Alibaba ha publicado más de 100 modelos de IA de código abierto, entre ellos Qwen 2.5 72B, que supera a otros modelos de código abierto en pruebas matemáticas y de codificación.
Gran parte de la atención de la industria de la IA en modelos de código abierto se ha centrado en los esfuerzos de Meta con Llama 3, pero Qwen 2.5 de Alibaba ha acortado distancias de forma significativa. La recién estrenada familia de modelos Qwen 2.5 tiene un tamaño que va de 0,5 a 72.000 millones de parámetros, con modelos base generalizados y modelos centrados en tareas muy específicas.
Alibaba afirma que estos modelos vienen con "conocimientos mejorados y capacidades más sólidas en matemáticas y codificación", con modelos especializados centrados en la codificación, las matemáticas y múltiples modalidades, como el lenguaje, el audio y la visión.

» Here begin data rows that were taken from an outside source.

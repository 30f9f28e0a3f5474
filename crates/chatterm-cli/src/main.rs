//! chatterm entry point.
//!
//! Binary name: `chatterm`
//!
//! Parses CLI arguments, initializes logging, then hands off to
//! [`cli::run`]. Any startup error (most commonly a missing API key)
//! is printed and exits with status 1.

mod cli;

use clap::Parser;

use cli::Cli;

#[tokio::main]
async fn main() -> anyhow::Result<()> {
    let cli = Cli::parse();

    let filter = chatterm_observe::tracing_setup::filter_for_verbosity(cli.verbose, cli.quiet);
    chatterm_observe::tracing_setup::init_tracing(filter)
        .map_err(|e| anyhow::anyhow!("failed to initialize logging: {e}"))?;

    cli::run(cli).await
}
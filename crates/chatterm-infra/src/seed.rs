//! Context seeding from man pages, help output, and source files.
//!
//! Each function returns the full seed text, ready to be folded into the
//! first message of a session. Failures are [`SeedError`]s; the caller
//! shows them as a note and starts the session without a seed.

use std::path::Path;
use std::process::Stdio;

use tokio::process::Command;

use chatterm_types::error::SeedError;

/// Seed text for a man page.
pub fn man_page_seed(program: &str, page: &str) -> String {
    format!("Here's the man page for {program}:\n{page}")
}

/// Seed text for `PROGRAM -h` output.
pub fn help_seed(program: &str, output: &str) -> String {
    format!("Here's the help output for {program}:\n{output}")
}

/// Seed text for a source file.
pub fn file_seed(path: &Path, contents: &str) -> String {
    format!(
        "Submitting the contents of {} for assistance. I need help with some code that I am working on.\n{contents}",
        path.display()
    )
}

/// Remove backspace overstrike sequences (`X\bX` bold, `_\bX` underline)
/// that `man` emits for terminals.
pub fn strip_overstrike(text: &str) -> String {
    let mut out = String::with_capacity(text.len());
    for ch in text.chars() {
        if ch == '\u{8}' {
            out.pop();
        } else {
            out.push(ch);
        }
    }
    out
}

/// Fetch the man page for `program` as plain text.
#[cfg(not(windows))]
pub async fn man_page(program: &str) -> Result<String, SeedError> {
    let no_page = || SeedError::NoManPage {
        program: program.to_string(),
    };

    let output = Command::new("man")
        .arg(program)
        .env("MANPAGER", "cat")
        .env("PAGER", "cat")
        .stdin(Stdio::null())
        .output()
        .await
        .map_err(|e| {
            tracing::debug!("failed to run man: {e}");
            no_page()
        })?;

    if !output.status.success() || output.stdout.is_empty() {
        tracing::debug!(status = ?output.status, "man returned no page for {program}");
        return Err(no_page());
    }

    let page = strip_overstrike(&String::from_utf8_lossy(&output.stdout));
    Ok(man_page_seed(program, &page))
}

#[cfg(windows)]
pub async fn man_page(_program: &str) -> Result<String, SeedError> {
    Err(SeedError::Unsupported)
}

/// Run `program -h` and capture its output (stdout then stderr).
pub async fn help_output(program: &str) -> Result<String, SeedError> {
    let unavailable = || SeedError::HelpUnavailable {
        program: program.to_string(),
    };

    let output = Command::new(program)
        .arg("-h")
        .stdin(Stdio::null())
        .output()
        .await
        .map_err(|e| {
            tracing::debug!("failed to run {program} -h: {e}");
            unavailable()
        })?;

    if !output.status.success() {
        tracing::debug!(status = ?output.status, "{program} -h failed");
        return Err(unavailable());
    }

    let mut text = String::from_utf8_lossy(&output.stdout).into_owned();
    text.push_str(&String::from_utf8_lossy(&output.stderr));
    if text.trim().is_empty() {
        return Err(unavailable());
    }

    Ok(help_seed(program, &text))
}

/// Read a source file to seed a code-help session.
pub async fn file_contents(path: &Path) -> Result<String, SeedError> {
    match tokio::fs::read_to_string(path).await {
        Ok(contents) => Ok(file_seed(path, &contents)),
        Err(err) if err.kind() == std::io::ErrorKind::NotFound => Err(SeedError::FileNotFound {
            path: path.display().to_string(),
        }),
        Err(err) => Err(SeedError::Read {
            path: path.display().to_string(),
            message: err.to_string(),
        }),
    }
}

Alibaba Cloud también ha anunciado una actualización de su modelo insignia Qwen-Max, que no ha publicado como código abierto. Los benchmarks de Qwen 2.5 Max tienen buena pinta, pero es el modelo Qwen 2.5 72B el que ha generado más expectación entre los aficionados al código abierto.
Las pruebas muestran que Qwen 2.5 72B supera al buque insignia de Meta, mucho más grande. Llama 3.1 405B en varios frentes, especialmente en matemáticas y codificación. La brecha entre los modelos de código abierto y los propietarios, como los de OpenAI y Google, también se está cerrando rápidamente.
Los primeros usuarios de Qwen 2.5 72B muestran que el modelo se sitúa justo por debajo de Sonnet 3.5 e incluso supera a OpenAImodelos o1 en codificación.
El código abierto Qwen 2.5 supera a los modelos o1 en codificación 🤯🤯
Qwen 2.5 supera a los modelos o1 en codificación en Livebench AI
Qwen está justo por debajo de Sonnet 3.5, y para un modo de código abierto, ¡¡¡eso es impresionante!!!
o1 es bueno en codificación difícil pero terrible en problemas de completado de código y... pic.twitter.com/iazam61eP9
- Bindu Reddy (@bindureddy) 20 de septiembre de 2024
Alibaba afirma que estos nuevos modelos se han entrenado con su conjunto de datos a gran escala, que abarca hasta 18 billones de tokens. Los modelos Qwen 2.5 vienen con una ventana de contexto de hasta 128k y pueden generar resultados de hasta 8k tokens.
El paso a modelos libres más pequeños, más capaces y de código abierto tendrá probablemente un mayor impacto en muchos usuarios que los modelos más avanzados como o1. Las capacidades de borde y en el dispositivo de estos modelos significan que se puede obtener una gran cantidad de kilometraje de un modelo libre que se ejecuta en su ordenador portátil.
El modelo Qwen 2.5, más pequeño, ofrece codificación de nivel GPT-4 por una fracción del coste, o incluso gratis si tienes un portátil decente para ejecutarlo localmente.
¡Tenemos GPT-4 para codificar en casa! He buscado OpenAI?ref_src=twsrc%5Etfw”>@OpenAI GPT-4 0613 para varios puntos de referencia y los comparó con @Alibaba_Qwen 2,5 7B codificador. 👀
> 15 meses después del lanzamiento de GPT-0613, tenemos un LLM abierto bajo Apache 2.0, que rinde igual de bien. 🤯
> GPT-4 precios... pic.twitter.com/2szw5kwTe5
- Philipp Schmid (@_philschmid) 22 de septiembre de 2024
Además de los LLM, Alibaba ha lanzado una importante actualización de su modelo de lenguaje de visión con la introducción de Qwen2-VL. Qwen2-VL puede comprender vídeos de más de 20 minutos y responder a preguntas en vídeo.
Está diseñado para su integración en teléfonos móviles, automóviles y robots con el fin de permitir la automatización de operaciones que requieren comprensión visual.
Alibaba también presentó un nuevo modelo de texto a vídeo como parte de su generador de imágenes, la gran familia de modelos Tongyi Wanxiang. Tongyi Wanxiang AI Video puede producir contenidos de vídeo de calidad cinematográfica y animación 3D con diversos estilos artísticos a partir de indicaciones de texto.
Las demostraciones son impresionantes y la herramienta es gratuita, aunque se necesita un número de móvil chino para acceder a ella. inscríbase aquí. Sora va a tener una seria competencia cuando, o si, OpenAI finalmente lo lance.